Oleh: Rifal Yoga Pratama, Mahasiswa Pascasarjana Universitas Sebelas Maret
Selasa, 5 Juli 2022
__________
Harapan Indonesia pasca pandemi tentu menginginkan agar perekonomian kembali pulih. Pemerintah turut percaya diri jika peluang itu dapat menjadi akseptabilitas bagi masyarakat.
Badan Pusat Statistik (BPS), juga melihat kondisi pemulihan ekonomi Indonesia saat ini termasuk dalam kategori cukup kuat (dilansir oleh FEB UB, Optimisme Menjaga Peluang 2022)
Namun data tersebut belum tentu 100% optimis dapat dirasakan oleh sejumlah calon entrepreneur muda saat ini. Apalagi dampak pasca pandemi menjadikan modal tabungan semakin cupet dan pas-pasan. Ibaratnya mau berkarya tapi masih mikir.

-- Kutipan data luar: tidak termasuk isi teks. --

//! Parameter schema extraction for presetkit.
//!
//! Reads a plugin's C++ parameter declaration header and produces the ordered
//! [`ParameterSchema`] used to decode its presets. Extraction runs in two
//! passes:
//!
//! 1. **Identifier table**: the `enum ID { ... }` block inside
//!    `namespace ParameterID` fixes each parameter's wire position and how many
//!    slots it owns ([`IdentifierTable`]).
//! 2. **Constructions**: each `value[ID::x] = std::make_unique<Kind>(...)`
//!    statement is resolved against the table by direct lookup. Anything that
//!    does not resolve is an error; nothing is guessed.
//!
//! Group constructions (one statement declaring several indexed parameters)
//! are expanded through a [`GroupConvention`].
//!
//! ## Quick Start
//!
//! ```rust,ignore
//! use presetkit_extract::SchemaExtractor;
//!
//! let source = std::fs::read_to_string("source/parameter.hpp")?;
//! let schema = SchemaExtractor::new().extract(&source)?;
//! println!("{}: {} parameters", schema.plugin(), schema.len());
//! ```

mod construction;
mod convention;
mod error;
mod fuid;
mod source;
mod table;

pub use construction::Construction;
pub use convention::{GroupConvention, GroupRef, OffsetIndexConvention};
pub use error::{ExtractError, Result};
pub use fuid::extract_processor_uid;
pub use source::plugin_name;
pub use table::{EnumEntry, EnumLocation, IdentifierTable};

use std::collections::HashMap;

use presetkit_core::{DefaultValue, ParameterDescriptor, ParameterSchema, WireType};

use source::PreparedSource;

/// Where the extractor looks and what it accepts.
#[derive(Debug, Clone)]
pub struct ExtractorConfig {
    /// Namespace enclosing the enum; `None` searches the whole file.
    pub namespace: Option<String>,
    /// Enum type name.
    pub enum_name: String,
    /// Terminal enum entry that is not a parameter.
    pub sentinel: String,
    /// Array the constructions assign into.
    pub target: String,
    /// Plugin name to use instead of the license header.
    pub plugin_name: Option<String>,
    /// Integer constants declared outside the parsed source.
    pub constants: HashMap<String, i64>,
}

impl Default for ExtractorConfig {
    fn default() -> Self {
        Self {
            namespace: Some("ParameterID".to_string()),
            enum_name: "ID".to_string(),
            sentinel: "ID_ENUM_LENGTH".to_string(),
            target: "value".to_string(),
            plugin_name: None,
            constants: HashMap::new(),
        }
    }
}

impl ExtractorConfig {
    fn location(&self) -> EnumLocation<'_> {
        EnumLocation {
            namespace: self.namespace.as_deref(),
            enum_name: &self.enum_name,
            sentinel: &self.sentinel,
        }
    }
}

/// Builds a [`ParameterSchema`] from parameter declaration source.
pub struct SchemaExtractor {
    config: ExtractorConfig,
    convention: Box<dyn GroupConvention + Send + Sync>,
}

impl Default for SchemaExtractor {
    fn default() -> Self {
        Self::new()
    }
}

impl SchemaExtractor {
    /// Extractor with the default layout and [`OffsetIndexConvention`].
    pub fn new() -> Self {
        Self::with_config(ExtractorConfig::default())
    }

    /// Extractor with a custom configuration.
    pub fn with_config(config: ExtractorConfig) -> Self {
        Self {
            config,
            convention: Box::new(OffsetIndexConvention::default()),
        }
    }

    /// Replace the group convention.
    pub fn with_convention(
        mut self,
        convention: impl GroupConvention + Send + Sync + 'static,
    ) -> Self {
        self.convention = Box::new(convention);
        self
    }

    /// Add an integer constant for enum override expressions.
    pub fn with_constant(mut self, name: impl Into<String>, value: i64) -> Self {
        self.config.constants.insert(name.into(), value);
        self
    }

    /// Use `name` instead of reading it from the license header.
    pub fn with_plugin_name(mut self, name: impl Into<String>) -> Self {
        self.config.plugin_name = Some(name.into());
        self
    }

    /// Active configuration.
    pub fn config(&self) -> &ExtractorConfig {
        &self.config
    }

    /// Run the first pass only.
    pub fn identifier_table(&self, source: &str) -> Result<IdentifierTable> {
        let prepared = PreparedSource::new(source);
        IdentifierTable::parse(&prepared, self.config.location(), &self.config.constants)
    }

    /// Extract the full schema.
    pub fn extract(&self, source: &str) -> Result<ParameterSchema> {
        let plugin = match &self.config.plugin_name {
            Some(name) => name.clone(),
            None => plugin_name(source)
                .ok_or(ExtractError::PluginNameNotFound)?
                .to_string(),
        };

        let prepared = PreparedSource::new(source);
        let table =
            IdentifierTable::parse(&prepared, self.config.location(), &self.config.constants)?;
        let constructions = construction::scan(&prepared, &self.config.target)?;

        let resolved = self.resolve(&table, &constructions)?;
        let descriptors = self.expand(&table, resolved)?;

        if descriptors.is_empty() {
            return Err(ExtractError::EmptySchema { plugin });
        }

        let schema = ParameterSchema::new(plugin, descriptors)?;
        tracing::info!(
            plugin = schema.plugin(),
            parameters = schema.len(),
            width = schema.total_width(),
            "extracted parameter schema"
        );
        Ok(schema)
    }

    /// Match constructions to table entries, ordered by enum position.
    fn resolve<'c>(
        &self,
        table: &IdentifierTable,
        constructions: &'c [Construction],
    ) -> Result<Vec<Resolved<'c>>> {
        let mut first_line: HashMap<usize, usize> = HashMap::new();
        let mut resolved = Vec::with_capacity(constructions.len());

        for construction in constructions {
            let group = self.convention.match_group(&construction.subscript);
            let identifier = group.map_or(construction.subscript.as_str(), |g| g.identifier);

            let position = table.position(identifier).ok_or_else(|| {
                ExtractError::UnresolvedParameterReference {
                    name: construction.subscript.clone(),
                    line: construction.line,
                }
            })?;

            if let Some(&first) = first_line.get(&position) {
                return Err(ExtractError::DuplicateConstruction {
                    name: identifier.to_string(),
                    first_line: first,
                    line: construction.line,
                });
            }
            first_line.insert(position, construction.line);

            resolved.push(Resolved {
                position,
                construction,
                group,
            });
        }

        resolved.sort_by_key(|r| r.position);
        Ok(resolved)
    }

    /// Emit descriptors with dense ids, expanding groups.
    fn expand(
        &self,
        table: &IdentifierTable,
        resolved: Vec<Resolved<'_>>,
    ) -> Result<Vec<ParameterDescriptor>> {
        let mut descriptors = Vec::new();

        for Resolved {
            position,
            construction,
            group,
        } in resolved
        {
            let entry = &table.entries()[position];
            let wire_type = WireType::from_value_kind(&construction.kind);

            let Some(group) = group else {
                descriptors.push(
                    describe(descriptors.len(), &entry.name, wire_type, construction)
                        .with_default(DefaultValue::parse(&construction.default)),
                );
                continue;
            };

            let size = entry.range.ok_or_else(|| ExtractError::UnboundedGroup {
                name: entry.name.clone(),
                sentinel: self.config.sentinel.clone(),
            })?;
            if size == 0 {
                tracing::warn!(
                    group = %entry.name,
                    line = construction.line,
                    "group owns no slots, skipped"
                );
            }
            for member in 0..size {
                let default =
                    self.convention
                        .member_default(group, &construction.default, member);
                let name = self.convention.member_name(&entry.name, member);
                descriptors.push(
                    describe(descriptors.len(), &name, wire_type, construction)
                        .with_default(DefaultValue::parse(&default)),
                );
            }
            tracing::debug!(group = %entry.name, size, "expanded group");
        }

        Ok(descriptors)
    }
}

struct Resolved<'c> {
    position: usize,
    construction: &'c Construction,
    group: Option<GroupRef<'c>>,
}

fn describe(
    id: usize,
    name: &str,
    wire_type: WireType,
    construction: &Construction,
) -> ParameterDescriptor {
    ParameterDescriptor::new(id as u32, name, wire_type)
        .with_scale(construction.scale.clone())
        .with_flags(construction.flags.clone())
}

#[cfg(test)]
mod tests {
    use super::*;

    const HEADER: &str = "// This file is part of TestSynth.\n";

    fn source(enum_body: &str, constructions: &str) -> String {
        format!(
            "{HEADER}\nnamespace ParameterID {{\nenum ID {{\n{enum_body}\n}};\n}} // namespace ParameterID\n\n\
             struct GlobalParameter {{\n  GlobalParameter() {{\n{constructions}\n  }}\n}};\n"
        )
    }

    #[test]
    fn skipped_enum_entry_produces_no_descriptor() {
        let src = source(
            "A,\nB = 5,\nC,",
            "value[ID::A] = std::make_unique<LinearValue>(0.5, Scales::a, \"A\", Info::kCanAutomate);\n\
             value[ID::C] = std::make_unique<UIntValue>(1, Scales::c, \"C\", Info::kCanAutomate);",
        );
        let extractor = SchemaExtractor::new();

        let table = extractor.identifier_table(&src).unwrap();
        assert_eq!(table.get("A").unwrap().range, Some(5));
        assert_eq!(table.get("C").unwrap().index, 6);
        assert_eq!(table.get("C").unwrap().range, None);

        let schema = extractor.extract(&src).unwrap();
        let names: Vec<_> = schema.iter().map(|d| (d.id, d.name.as_str())).collect();
        assert_eq!(names, vec![(0, "A"), (1, "C")]);
        assert_eq!(schema.get(1).unwrap().wire_type, WireType::UInt32);
        assert_eq!(schema.get(1).unwrap().default, DefaultValue::Integer(1));
    }

    #[test]
    fn constructions_follow_enum_order() {
        let src = source(
            "first,\nsecond,\nID_ENUM_LENGTH,",
            "value[ID::second] = std::make_unique<UIntValue>(0, s, \"second\", f);\n\
             value[ID::first] = std::make_unique<LinearValue>(0.0, s, \"first\", f);",
        );
        let schema = SchemaExtractor::new().extract(&src).unwrap();
        assert_eq!(schema.get(0).unwrap().name, "first");
        assert_eq!(schema.get(1).unwrap().name, "second");
    }

    #[test]
    fn group_expands_by_range() {
        let src = source(
            "bypass,\nosc0,\nmix = 4,\nID_ENUM_LENGTH,",
            "value[ID::bypass] = std::make_unique<UIntValue>(0, s, \"bypass\", f);\n\
             for (size_t idx = 0; idx < 3; ++idx) {\n\
               value[ID::osc0 + idx] = std::make_unique<DecibelValue>(\n\
                 Scales::gain.invmap(1.0 / (idx + 1)), Scales::gain, (\"osc\" + std::to_string(idx)).c_str(), f);\n\
             }\n\
             value[ID::mix] = std::make_unique<LinearValue>(0.5, s, \"mix\", f);",
        );
        let schema = SchemaExtractor::new().extract(&src).unwrap();
        let names: Vec<_> = schema.iter().map(|d| d.name.as_str()).collect();
        assert_eq!(names, vec!["bypass", "osc0", "osc1", "osc2", "mix"]);
        assert_eq!(
            schema.find("osc2").unwrap().default,
            DefaultValue::Expression("Scales::gain.invmap(1.0 / (2 + 1))".into())
        );
        assert_eq!(schema.total_width(), 4 + 3 * 8 + 8);
    }

    #[test]
    fn unknown_identifier_fails_closed() {
        let src = source(
            "gain,\nID_ENUM_LENGTH,",
            "value[ID::gian] = std::make_unique<LinearValue>(0.5, s, \"gain\", f);",
        );
        let err = SchemaExtractor::new().extract(&src).unwrap_err();
        assert!(matches!(
            err,
            ExtractError::UnresolvedParameterReference { ref name, .. } if name == "gian"
        ));
    }

    #[test]
    fn duplicate_construction() {
        let src = source(
            "gain,\nID_ENUM_LENGTH,",
            "value[ID::gain] = std::make_unique<LinearValue>(0.5, s, \"gain\", f);\n\
             value[ID::gain] = std::make_unique<LinearValue>(0.7, s, \"gain\", f);",
        );
        let err = SchemaExtractor::new().extract(&src).unwrap_err();
        assert!(matches!(err, ExtractError::DuplicateConstruction { .. }));
    }

    #[test]
    fn group_at_end_without_sentinel_is_unbounded() {
        let src = source(
            "gain,\nosc0,",
            "value[ID::osc0 + idx] = std::make_unique<LinearValue>(0.5, s, \"osc\", f);",
        );
        let err = SchemaExtractor::new().extract(&src).unwrap_err();
        assert!(matches!(err, ExtractError::UnboundedGroup { ref name, .. } if name == "osc0"));
    }

    #[test]
    fn no_constructions_is_empty_schema() {
        let src = source("gain,\nID_ENUM_LENGTH,", "");
        let err = SchemaExtractor::new().extract(&src).unwrap_err();
        assert!(matches!(err, ExtractError::EmptySchema { ref plugin } if plugin == "TestSynth"));
    }

    #[test]
    fn plugin_name_required_unless_given() {
        let src = source(
            "gain,\nID_ENUM_LENGTH,",
            "value[ID::gain] = std::make_unique<LinearValue>(0.5, s, \"gain\", f);",
        )
        .replacen(HEADER, "", 1);
        let err = SchemaExtractor::new().extract(&src).unwrap_err();
        assert!(matches!(err, ExtractError::PluginNameNotFound));

        let schema = SchemaExtractor::new().with_plugin_name("Named").extract(&src).unwrap();
        assert_eq!(schema.plugin(), "Named");
    }

    #[test]
    fn external_constant_and_custom_sentinel() {
        let config = ExtractorConfig {
            sentinel: "COUNT".to_string(),
            ..ExtractorConfig::default()
        };
        let src = source(
            "voice0,\nmaster = voice0 + nVoice,\nCOUNT,",
            "value[ID::voice0 + i] = std::make_unique<UIntValue>(i, s, \"voice\", f);\n\
             value[ID::master] = std::make_unique<LinearValue>(1.0, s, \"master\", f);",
        );
        let schema = SchemaExtractor::with_config(config)
            .with_constant("nVoice", 2)
            .extract(&src)
            .unwrap();
        let names: Vec<_> = schema.iter().map(|d| d.name.as_str()).collect();
        assert_eq!(names, vec!["voice0", "voice1", "master"]);
        assert_eq!(schema.get(1).unwrap().default, DefaultValue::Integer(1));
        assert_eq!(schema.get(2).unwrap().default, DefaultValue::Float(1.0));
    }
}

Mungkin banyak diantara kaula muda generasi Y (milenial) atau generasi Z yang ingin mencoba peruntungan menjadi seorang entrepreneur pasca pandemi.Â
tercatat banyak usaha-usah baru sebelum pandemi, seperti minuman kekinian Boba, coffee shop makanan Korea, dan jenis kuliner kekinian lainnya yang mayoritas dipelopori entrepreneur muda/milenial. Namun tidak sedikit pula yang merugi dan bangkrut, sesaat maupun sesudah pandemi.
Setelah digempur pandemi, tak sedikit kaula muda ini yang memiliki keinginan mencoba usaha baru, namun masih mikir apakah optimis bakal langgeng rintisannya, ataukah tenggelam karena hype sementara.Â
Kemudian ada pertanyaan sentimen yang mengganggu fikiran, mengenai pedagang sembako dan kebutuhan pokok mengalami kestabilan dan juga pedagang mie ayam, bakso, sate dan jenis-jenis kuliner konvensional lainnya masih tetap awet dan eksis hingga saat ini.
Gaya dan cara berfikir tersebut menandakan bahwa kaula muda kini sudah mulai kritis. Dibenak mereka mempertanyakan, apakah startup harusnya membuat gebrakan dengan gaya konvensional? Ataukah tetap membuat inovasi baru / kontemporer?